Small-angle scattering (SAS) is een krachtige techniek voor het bestuderen van nanoschaalmonsters. Tot nu toe werd het gebruik ervan in onderzoek echter tegengehouden door het onvermogen om te werken zonder enige voorkennis van de chemische samenstelling van een monster. Door nieuw onderzoek gepubliceerd in Het Europese fysieke tijdschrift EEugen Anitas van het Bogoliubov Laboratorium voor Theoretische Fysica in Dubna, Rusland, presenteert een geavanceerdere aanpak, waarbij SAS wordt geïntegreerd met algoritmen voor machinaal leren.
Met deze techniek, die α-SAS heet, kunnen moleculaire monsters worden geanalyseerd zonder dat er uitgebreide voorbereiding of computerbronnen nodig zijn.

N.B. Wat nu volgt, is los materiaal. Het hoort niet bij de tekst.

//! Dense file identifiers assigned by the analysis host.

/// Identifier of a file known to an [`AnalysisHost`](crate::ide::AnalysisHost).
///
/// Ids are dense indices into the host's file table. They are stable for the
/// lifetime of the host but are not meant to be persisted; pointers store
/// file paths instead.
#[derive(Debug, Clone, Copy, PartialEq, Eq, Hash, PartialOrd, Ord)]
pub struct FileId(u32);

impl FileId {
    /// Create a file id from its raw index.
    pub const fn new(raw: u32) -> Self {
        Self(raw)
    }

    /// The raw index.
    pub const fn raw(self) -> u32 {
        self.0
    }

    /// The index as `usize` for table lookups.
    pub const fn index(self) -> usize {
        self.0 as usize
    }
}

impl std::fmt::Display for FileId {
    fn fmt(&self, f: &mut std::fmt::Formatter<'_>) -> std::fmt::Result {
        write!(f, "file#{}", self.0)
    }
}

Hierdoor kunnen onderzoekers meer gedetailleerde inzichten krijgen in de eigenschappen van complexe biomoleculen, zoals eiwitten, lipiden en koolhydraten.
SAS meet de afbuiging van straling, meestal röntgenstralen of neutronen, na interactie met moleculaire structuren die in een oplosmiddel zijn gesuspendeerd. Door de samenstelling van het oplosmiddel aan te passen, kunnen onderzoekers de zichtbaarheid van bepaalde componenten van het systeem vergroten of verkleinen: een techniek die ‘contrastvariatie’ wordt genoemd. Om dit te laten werken, moeten onderzoekers echter nog steeds enige kennis hebben van de chemische samenstelling van het monster voordat het experiment begint.
Door zijn studie overwon Anitas deze beperking door SAS te integreren met machine learning-algoritmen, en creëerde een techniek genaamd α-SAS. Deze aanpak schatte de resultaten van small-angle neutron scattering (SANS) door veel willekeurige simulaties van het gesuspendeerde monster uit te voeren en de distributie van hun resultaten te analyseren.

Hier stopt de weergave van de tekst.